The Economist on jobs and globalization

By Tim Worstall | 4 October 2005

From a leader in the Economist this week:

[C]alculations by The Economist suggest that manufacturing now accounts for less than 10% of total jobs in America. Other rich countries are moving in that direction, too, with Britain close behind America, followed by France and Japan, with Germany and Italy lagging behind.

Shrinking employment in any sector sounds like bad news. It isn't. Manufacturing jobs disappear because economies are healthy, not sick.

The decline of manufacturing in rich countries is a more complex story than the piles of Chinese-made goods in shops suggest. Manufacturing output continues to expand in most developed countries - in America, by almost 4% a year on average since 1991. Despite the rise in Chinese exports, America is still the world's biggest manufacturer, producing about twice as much, measured by value, as China.

The continued growth in manufacturing output shows that the fall in jobs has not been caused by mass substitution of Chinese goods for locally made ones.

This isn't, I think you will agree, what we normally hear. Yes, jobs in manufacturing are going, but the domestic production of manufactures continues to rise as the business becomes more capital intensive and uses less labour.
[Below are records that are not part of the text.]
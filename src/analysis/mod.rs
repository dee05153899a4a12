pub mod boundary;
pub mod detector;
pub mod frames;
pub mod hard_cut;
pub mod interval;
pub mod matcher;
pub mod merge;
pub mod reports;

pub use boundary::BoundaryFilter;
pub use detector::{BreakDetector, DetectionMode, DetectionParams, DetectionReport, ReportSet};
pub use frames::{BlackSynthesis, FrameIndex, FrameSample};
pub use interval::{AdBreak, CandidatePeriod, Interval, IntervalSource, MatchKind};
pub use matcher::{CloseOverlapPolicy, IntervalMatcher, MatchParams};
pub use merge::merge_periods;
pub use reports::{LineError, ParseOutcome, ReportParser};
A new concern is that it is no longer just dirty blue-collar jobs that are being sucked offshore. Poor countries now have easier access to first-world technology. Combined with low wages, it is argued, they can make everything - including high-tech goods - more cheaply. But that's only partly true. China's comparative advantage is in labour-intensive industries; and a basic principle of economics, proven time and again, is that even if a country can make everything more cheaply, it will still gain from specialising in goods in which it has a comparative advantage. Developed economies' comparative advantage is in knowledge-intensive activities, because they have so much skilled labour.

It always helps me to think of comparative advantage not in the way that it is normally explained, that we (or anyone else) should do what we are best at, but that we should do what we are least bad at. In that way I avoid the common trap of thinking that we have to be "the best" at something in order to gain from trade, for this is untrue. If we all do what we are least bad at and swap the results (more formally, specialize and trade) then we are all made better off.

And as The Economist concludes, this shrinkage of the manufacturing workforce is not unprecedented. We seem to be seeing the playing out of what happened in agriculture, from the most important and highest employment industry in every land to, in terms of employment, a small rump of the workforce, yet the value and volume of production has continued to rise, freeing the vast majority of people to go and do something more productive (more interesting perhaps?) than what Karl Marx called the idiocy of rural life.

People always resist change, yet sustained growth relies on a continuous shift in resources to more efficient use. In 1820, for example, 70% of American workers were in agriculture; today 2% are. If all those workers had remained tilling the land, America would now be a lot poorer.